Le secteur bancaire en Lettonie était en ébullition lundi après l'arrestation du gouverneur de la Banque centrale, soupçonné de corruption, et la suspension des opérations de la troisième banque du pays après des accusations de blanchiment d'argent.
Au moment où le gouvernement de ce pays balte, membre de la zone euro, tenait une réunion d'urgence après l'arrestation du gouverneur Ilmars Rimsevics, la Banque centrale européenne (BCE) a porté à Riga un autre coup en annonçant le gel des paiements de la banque commerciale privée ABLV.
Il n'y a aucun lien apparent entre cette affaire et celle du gouverneur de la banque centrale, a indiqué à l'AFP une source financière proche du dossier à Francfort.
Le gouverneur, en poste depuis 2001, a été interpellé et interrogé ce weekend par le Bureau national anti-corruption (KNAB), qui le soupçonne d'avoir reçu un pot-de-vin de 100.000 euros, selon les médias de Riga.
Il a été remis en liberté lundi soir, un ami ayant versé pour lui une caution du même montant, à savoir 100.000 euros.
Le chef du bureau anti-corruption Jekabs Straume a confirmé lundi à la presse qu'une procédure judiciaire avait été ouverte à l'encontre d'un haut fonctionnaire et d'une personne privée, sans donner de noms.
"Le haut fonctionnaire est soupçonné d'avoir extorqué et reçu un pot-de-vin d'au moins 100.000 euros", a déclaré M. Straume lors d'une conférence de presse à Riga.
Il a ajouté que ces accusations "ne permettaient pas au fonctionnaire en question de continuer d'exercer ses fonctions".
Le Premier ministre letton Maris Kucinskis a annoncé lundi à l'issue d'une réunion d'urgence de son cabinet que M. Rimsevics devrait interrompre l'exercice de ses fonctions lorsqu'il serait remis en liberté sous caution.

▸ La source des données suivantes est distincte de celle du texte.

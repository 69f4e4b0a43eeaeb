//! Table Registry (C4): the process-wide-for-one-script mutable store of
//! `TableDefinition`s.

use crate::error::LineageError;
use crate::model::{ColumnLineage, TableDefinition, TableType};
use crate::warning::WarningCollector;
use std::collections::BTreeMap;

/// Normalizes a table name the way every registry lookup does: trim,
/// lowercase. Case-insensitive lookup (`"Orders" == "orders" == " ORDERS "`)
/// falls out of always normalizing before keying the map.
pub fn normalize_table_name(name: &str) -> String {
    name.trim().to_lowercase()
}

#[derive(Debug, Default)]
pub struct TableRegistry {
    tables: BTreeMap<String, TableDefinition>,
    statement_counter: usize,
}

impl TableRegistry {
    pub fn new() -> Self {
        Self::default()
    }

    /// Registers a table definition. Fails if a source (External) table of
    /// the same name already exists; warns-and-overwrites for any other
    /// existing non-source table.
    pub fn register_table(
        &mut self,
        mut table_def: TableDefinition,
        warnings: &mut WarningCollector,
    ) -> Result<(), LineageError> {
        let key = normalize_table_name(&table_def.name);
        table_def.name = key.clone();

        if let Some(existing) = self.tables.get(&key) {
            if existing.is_source_table {
                return Err(LineageError::source_redefinition(key.clone()));
            }
            warnings.warn(format!(
                "table '{key}' is being redefined at statement {}; previous definition at statement {:?} will be overwritten",
                self.statement_counter, existing.created_at_statement
            ));
        }

        if table_def.created_at_statement.is_none() {
            table_def.created_at_statement = Some(self.statement_counter);
        }

        self.tables.insert(key, table_def);
        Ok(())
    }

    /// Registers a source (External) table. Idempotent: if a table of this
    /// name is already registered (of any kind), this is a no-op.
    pub fn register_source_table(&mut self, name: &str, columns: Vec<String>) {
        let key = normalize_table_name(name);
        if self.tables.contains_key(&key) {
            return;
        }
        let mut def = TableDefinition::new(key.clone(), TableType::External);
        for column in columns {
            def.add_column(ColumnLineage::new(
                column,
                crate::model::ExpressionKind::Direct,
            ));
        }
        self.tables.insert(key, def);
    }

    pub fn update_columns(
        &mut self,
        name: &str,
        new_columns: Vec<ColumnLineage>,
    ) -> Result<(), LineageError> {
        let key = normalize_table_name(name);
        let table = self
            .tables
            .get_mut(&key)
            .ok_or_else(|| LineageError::target_missing(key.clone()))?;
        for lineage in new_columns {
            table.add_column(lineage);
        }
        Ok(())
    }

    pub fn get_table(&self, name: &str) -> Option<&TableDefinition> {
        self.tables.get(&normalize_table_name(name))
    }

    pub fn get_table_mut(&mut self, name: &str) -> Option<&mut TableDefinition> {
        self.tables.get_mut(&normalize_table_name(name))
    }

    pub fn has_table(&self, name: &str) -> bool {
        self.tables.contains_key(&normalize_table_name(name))
    }

    /// Removes a table. Returns `false` without side effects if absent.
    pub fn remove_table(&mut self, name: &str) -> bool {
        self.tables.remove(&normalize_table_name(name)).is_some()
    }

    pub fn source_tables(&self) -> Vec<&TableDefinition> {
        self.tables.values().filter(|t| t.is_source_table).collect()
    }

    pub fn derived_tables(&self) -> Vec<&TableDefinition> {
        self.tables.values().filter(|t| !t.is_source_table).collect()
    }

    pub fn all_tables(&self) -> impl Iterator<Item = &TableDefinition> {
        self.tables.values()
    }

    pub fn increment_statement_counter(&mut self) {
        self.statement_counter += 1;
    }

    pub fn statement_counter(&self) -> usize {
        self.statement_counter
    }

    pub fn reset(&mut self) {
        self.tables.clear();
        self.statement_counter = 0;
    }
}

"Des restrictions seront imposées à l'égard du gouverneur de la Banque centrale de Lettonie aujourd'hui même. Il sera interdit d'exercer ses fonctions", a-t-il déclaré à la presse.
La ministre des Finances, Dana Reizniece-Ozola (Verts/Agriculteurs), avait estimé dimanche que le gouverneur devrait quitter ses fonctions "pendant la durée de l'enquête menée par le KNAB".
De son côté, la présidente de la commission parlementaire de la sécurité nationale Inese Libina-Egnere a déclaré lundi que le gouverneur devait démissionner. Sinon, le parlement étudiera d'autres moyens de le démettre, a-t-elle dit aux journalistes.
Le chef de la police criminelle Andrejs Grisins a évoqué, sans donner de noms, l'ouverture d'une enquête à la suite d'une plainte de la banque Norvik, huitième établissement du pays, à propos d'un pot-de-vin extorqué à son principal actionnaire par un "haut responsable du secteur financier letton".
Quant à ABLV, ses problèmes sont devenus publics lorsque, le 13 février, Washington l'a désigné comme un établissement "de première importance en matière de blanchiment d'argent" conformément à la loi américaine, tout en l'accusant aussi d'implication dans des programmes illégaux de développement d'armes en Corée du Nord.
Depuis, la troisième banque de Lettonie a vu son accès au système financier coupé, ce qui menace à court terme sa survie malgré une situation financière confortable.
À la fin de l'année 2017, la banque disposait d'un matelas de près de 1,7 milliard d'euros de liquidités, pour un total de bilan de 3,6 milliards d'euros.
Malgré tout, il a fallu lui imposer un moratoire, une décision formellement prise par le superviseur letton des banques, le FCMC (Financial and Capital Market Commission), sur ordre de la BCE.
Cette mesure-choc permet de "donner à la banque suffisamment de temps pour prendre des mesures en vue de stabiliser la situation actuelle et d'accumuler les fonds nécessaires pour assurer un fonctionnement normal", a indiqué ABLV lundi dans un communiqué.
Cela doit notamment passer par un prêt demandé à la Banque de Lettonie à hauteur de 480 millions d'euros. Mais la banque centrale ne lui a accordé qu'un prêt de 97,5 millions contre un nantissement de titres, précisant qu'il s'agissait d'une "transaction financière normale".
Lundi, la Bourse Nasdaq de Riga, capitale de la Lettonie, a suspendu la cotation de ABLV Bank, de même que les Bourses Nasdaq de Tallin en Estonie et de Vilnius, en Lituanie.